SECURITIES AND EXCHANGE COMMISSION

WASHINGTON, D.C. 20549


FORM 8-K

CURRENT REPORT

PURSUANT TO SECTION 13 OR 15(D) OF THE

SECURITIES EXCHANGE ACT OF 1934

Date of report (Date of earliest event reported): September 22, 2015

CIRRUS LOGIC, INC .
(Exact name of Registrant as specified in its charter)
Delaware 0-17795 77-0024818
(State or Other Jurisdiction of (Commission (IRS Employer
Incorporation or Organization) File Number) Identification No.)
800 West Sixth Street, Austin, TX 78701
(Address of Principal Executive Offices) (Zip Code)

Registrant's telephone number, including area code: (512) 851-4000

Check the appropriate box below if the Form 8-K filing is intended to simultaneously satisfy the filing obligation of the registrant under any of the following provisions:

[ ] Written communications pursuant to Rule 425 under the Securities Act (17 CFR 230.425)

[ ] Soliciting material pursuant to Rule 14a-12 under the Exchange Act (17 CFR 240.14a-12)

[ ] Pre-commencement communications pursuant to Rule 14d-2(b) under the Exchange Act (17 CFR 240.14d-2(b))

[ ] Pre-commencement communications pursuant to Rule 13e-4(c) under the Exchange Act (17 CFR 240.13e-4(c))

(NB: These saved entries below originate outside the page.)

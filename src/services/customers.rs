use tracing::info;
use validator::Validate;

use floortrack_common::{Customer, CustomerDraft};

use crate::client::{ApiClient, validate_all};
use crate::errors::ApiError;

pub async fn list_customers(api: &ApiClient) -> Result<Vec<Customer>, ApiError> {
    let path = "/customers/";
    let customers: Vec<Customer> = api.get(path).await?;
    validate_all(path, &customers)?;
    Ok(customers)
}

pub async fn get_customer(api: &ApiClient, customer_id: i64) -> Result<Customer, ApiError> {
    api.get_validated(&format!("/customers/{}", customer_id))
        .await
}

/// Validated locally first; field errors come back as `ApiError::Validation`.
pub async fn create_customer(api: &ApiClient, draft: &CustomerDraft) -> Result<Customer, ApiError> {
    draft.validate()?;
    let created: Customer = api.post("/customers/", draft).await?;
    info!(customer_id = created.id, "Customer created");
    Ok(created)
}

pub async fn update_customer(
    api: &ApiClient,
    customer_id: i64,
    draft: &CustomerDraft,
) -> Result<Customer, ApiError> {
    draft.validate()?;
    let updated: Customer = api
        .put(&format!("/customers/{}", customer_id), draft)
        .await?;
    info!(customer_id, "Customer updated");
    Ok(updated)
}

pub async fn delete_customer(api: &ApiClient, customer_id: i64) -> Result<(), ApiError> {
    api.delete(&format!("/customers/{}", customer_id)).await?;
    info!(customer_id, "Customer deleted");
    Ok(())
}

Item 5.02 - Departure of Directors or Certain Officers; Election of Directors; Appointment of Certain Officers; Compensatory Arrangement of Certain Officers.

Base Salary Adjustments

On September 22, 2015, as part of its annual review of executive compensation, the Compensation Committee (the “Committee”) of the Board of Directors of Cirrus Logic, Inc. (the “Company”) approved the following salary increases effective immediately for the Company’s named executive officers:

Named Executive Officer Position Prior Salary New Salary
Jason P. Rhode President and Chief Executive Officer $625,000 $690,000
Thurman K. Case Chief Financial Officer, Vice President of Finance $307,400 $338,000
Rashpal Sahota Vice President and Audio General Manager, Cirrus Logic International $276,623 (1) $305,000 (1)

(1) The amount reflected was converted from pound sterling to U.S. dollars using a conversion of $1.53 per pound sterling.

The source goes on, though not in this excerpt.